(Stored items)
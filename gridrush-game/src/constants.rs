//! Centralized balance and tuning constants for Gridrush game logic.
//!
//! These values define the deterministic math for the core simulation.
//! Keeping them together ensures that gameplay can only be adjusted via
//! code changes reviewed in version control, rather than through external
//! JSON assets.

// Logging keys -------------------------------------------------------------
pub(crate) const DEBUG_ENV_VAR: &str = "GRIDRUSH_DEBUG_LOGS";
pub(crate) const LOG_OFFER_SURFACED: &str = "log.offer.surfaced";
pub(crate) const LOG_OFFER_EXPIRED: &str = "log.offer.expired";
pub(crate) const LOG_JOB_ACCEPTED: &str = "log.job.accepted";
pub(crate) const LOG_JOB_REJECTED: &str = "log.job.rejected";
pub(crate) const LOG_JOB_CANCELLED: &str = "log.job.cancelled";
pub(crate) const LOG_PACKAGE_LOST: &str = "log.package.lost";
pub(crate) const LOG_PICKUP: &str = "log.pickup";
pub(crate) const LOG_PICKUP_OVERWEIGHT: &str = "log.pickup.overweight";
pub(crate) const LOG_DELIVERY_ON_TIME: &str = "log.delivery.on-time";
pub(crate) const LOG_DELIVERY_EARLY: &str = "log.delivery.early";
pub(crate) const LOG_DELIVERY_LATE: &str = "log.delivery.late";
pub(crate) const LOG_MOVE_BLOCKED: &str = "log.move.blocked";
pub(crate) const LOG_GAME_WON: &str = "log.game.won";
pub(crate) const LOG_GAME_LOST_REPUTATION: &str = "log.game.lost.reputation";
pub(crate) const LOG_GAME_LOST_TIME: &str = "log.game.lost.time";
pub(crate) const LOG_UNDO_APPLIED: &str = "log.undo.applied";

// Stamina tuning -----------------------------------------------------------
pub(crate) const STAMINA_MAX: f64 = 100.0;
pub(crate) const STAMINA_TIRED_THRESHOLD: f64 = 30.0;
pub(crate) const STAMINA_EXHAUSTED_THRESHOLD: f64 = 10.0;
pub(crate) const SPEED_MULT_NORMAL: f64 = 1.0;
pub(crate) const SPEED_MULT_TIRED: f64 = 0.8;
pub(crate) const SPEED_MULT_EXHAUSTED: f64 = 0.0;
pub(crate) const MOVE_BASE_COST: f64 = 0.5;
pub(crate) const WEIGHT_FREE_ALLOWANCE: f64 = 3.0;
pub(crate) const WEIGHT_PENALTY_PER_UNIT: f64 = 0.2;
pub(crate) const RECOVER_INTERVAL_SECONDS: f64 = 1.0;
pub(crate) const RECOVER_AMOUNT: f64 = 1.0;

// Reputation tuning --------------------------------------------------------
pub(crate) const REPUTATION_MAX: i32 = 100;
pub(crate) const REPUTATION_START: i32 = 70;
pub(crate) const REPUTATION_GAME_OVER_BELOW: i32 = 20;
pub(crate) const REPUTATION_MITIGATION_FLOOR: i32 = 85;
pub(crate) const REPUTATION_BONUS_THRESHOLD: i32 = 90;
pub(crate) const REP_DELTA_ON_TIME: i32 = 3;
pub(crate) const REP_DELTA_EARLY: i32 = 5;
pub(crate) const REP_DELTA_LATE_MINOR: i32 = -2;
pub(crate) const REP_DELTA_LATE_MAJOR: i32 = -5;
pub(crate) const REP_DELTA_LATE_SEVERE: i32 = -10;
pub(crate) const REP_DELTA_CANCEL: i32 = -4;
pub(crate) const REP_DELTA_LOSE_PACKAGE: i32 = -6;
pub(crate) const LATE_MINOR_MAX_SECONDS: f64 = 30.0;
pub(crate) const LATE_MAJOR_MAX_SECONDS: f64 = 120.0;
pub(crate) const EARLY_WINDOW_FRACTION: f64 = 0.20;
pub(crate) const STREAK_BONUS_COUNT: u32 = 3;
pub(crate) const STREAK_BONUS_DELTA: i32 = 2;
pub(crate) const PAYMENT_MULT_BONUS: f64 = 1.05;
pub(crate) const PAYMENT_MULT_BASE: f64 = 1.0;
pub(crate) const LATE_TIME_BONUS: f64 = 0.5;

// Inventory tuning ---------------------------------------------------------
pub(crate) const INVENTORY_MAX_WEIGHT: f64 = 10.0;

// Offer tuning -------------------------------------------------------------
pub(crate) const OFFER_COOLDOWN_SECONDS: f64 = 5.0;
pub(crate) const PICKUP_REACH_CELLS: i64 = 1;

// Undo tuning --------------------------------------------------------------
pub(crate) const UNDO_DEFAULT_DEPTH: usize = 40;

Task to complete: Copy the whole of the data above exactly.

Task result:
filename gridrush-game/src/constants.rs
//! Centralized balance and tuning constants for Gridrush game logic.
//!
//! These values define the deterministic math for the core simulation.
//! Keeping them together ensures that gameplay can only be adjusted via
//! code changes reviewed in version control, rather than through external
//! JSON assets.

// Logging keys -------------------------------------------------------------
pub(crate) const DEBUG_ENV_VAR: &str = "GRIDRUSH_DEBUG_LOGS";
pub(crate) const LOG_OFFER_SURFACED: &str = "log.offer.surfaced";
pub(crate) const LOG_OFFER_EXPIRED: &str = "log.offer.expired";
pub(crate) const LOG_JOB_ACCEPTED: &str = "log.job.accepted";
pub(crate) const LOG_JOB_REJECTED: &str = "log.job.rejected";
pub(crate) const LOG_JOB_CANCELLED: &str = "log.job.cancelled";
pub(crate) const LOG_PACKAGE_LOST: &str = "log.package.lost";
pub(crate) const LOG_PICKUP: &str = "log.pickup";
pub(crate) const LOG_PICKUP_OVERWEIGHT: &str = "log.pickup.overweight";
pub(crate) const LOG_DELIVERY_ON_TIME: &str = "log.delivery.on-time";
pub(crate) const LOG_DELIVERY_EARLY: &str = "log.delivery.early";
pub(crate) const LOG_DELIVERY_LATE: &str = "log.delivery.late";
pub(crate) const LOG_MOVE_BLOCKED: &str = "log.move.blocked";
pub(crate) const LOG_GAME_WON: &str = "log.game.won";
pub(crate) const LOG_GAME_LOST_REPUTATION: &str = "log.game.lost.reputation";
pub(crate) const LOG_GAME_LOST_TIME: &str = "log.game.lost.time";
pub(crate) const LOG_UNDO_APPLIED: &str = "log.undo.applied";

// Stamina tuning -----------------------------------------------------------
pub(crate) const STAMINA_MAX: f64 = 100.0;
pub(crate) const STAMINA_TIRED_THRESHOLD: f64 = 30.0;
pub(crate) const STAMINA_EXHAUSTED_THRESHOLD: f64 = 10.0;
pub(crate) const SPEED_MULT_NORMAL: f64 = 1.0;
pub(crate) const SPEED_MULT_TIRED: f64 = 0.8;
pub(crate) const SPEED_MULT_EXHAUSTED: f64 = 0.0;
pub(crate) const MOVE_BASE_COST: f64 = 0.5;
pub(crate) const WEIGHT_FREE_ALLOWANCE: f64 = 3.0;
pub(crate) const WEIGHT_PENALTY_PER_UNIT: f64 = 0.2;
pub(crate) const RECOVER_INTERVAL_SECONDS: f64 = 1.0;
pub(crate) const RECOVER_AMOUNT: f64 = 1.0;

// Reputation tuning --------------------------------------------------------
pub(crate) const REPUTATION_MAX: i32 = 100;
pub(crate) const REPUTATION_START: i32 = 70;
pub(crate) const REPUTATION_GAME_OVER_BELOW: i32 = 20;
pub(crate) const REPUTATION_MITIGATION_FLOOR: i32 = 85;
pub(crate) const REPUTATION_BONUS_THRESHOLD: i32 = 90;
pub(crate) const REP_DELTA_ON_TIME: i32 = 3;
pub(crate) const REP_DELTA_EARLY: i32 = 5;
pub(crate) const REP_DELTA_LATE_MINOR: i32 = -2;
pub(crate) const REP_DELTA_LATE_MAJOR: i32 = -5;
pub(crate) const REP_DELTA_LATE_SEVERE: i32 = -10;
pub(crate) const REP_DELTA_CANCEL: i32 = -4;
pub(crate) const REP_DELTA_LOSE_PACKAGE: i32 = -6;
pub(crate) const LATE_MINOR_MAX_SECONDS: f64 = 30.0;
pub(crate) const LATE_MAJOR_MAX_SECONDS: f64 = 120.0;
pub(crate) const EARLY_WINDOW_FRACTION: f64 = 0.20;
pub(crate) const STREAK_BONUS_COUNT: u32 = 3;
pub(crate) const STREAK_BONUS_DELTA: i32 = 2;
pub(crate) const PAYMENT_MULT_BONUS: f64 = 1.05;
pub(crate) const PAYMENT_MULT_BASE: f64 = 1.0;
pub(crate) const LATE_TIME_BONUS: f64 = 0.5;

// Inventory tuning ---------------------------------------------------------
pub(crate) const INVENTORY_MAX_WEIGHT: f64 = 10.0;

// Offer tuning -------------------------------------------------------------
pub(crate) const OFFER_COOLDOWN_SECONDS: f64 = 5.0;
pub(crate) const PICKUP_REACH_CELLS: i64 = 1;

// Undo tuning --------------------------------------------------------------
pub(crate) const UNDO_DEFAULT_DEPTH: usize = 40;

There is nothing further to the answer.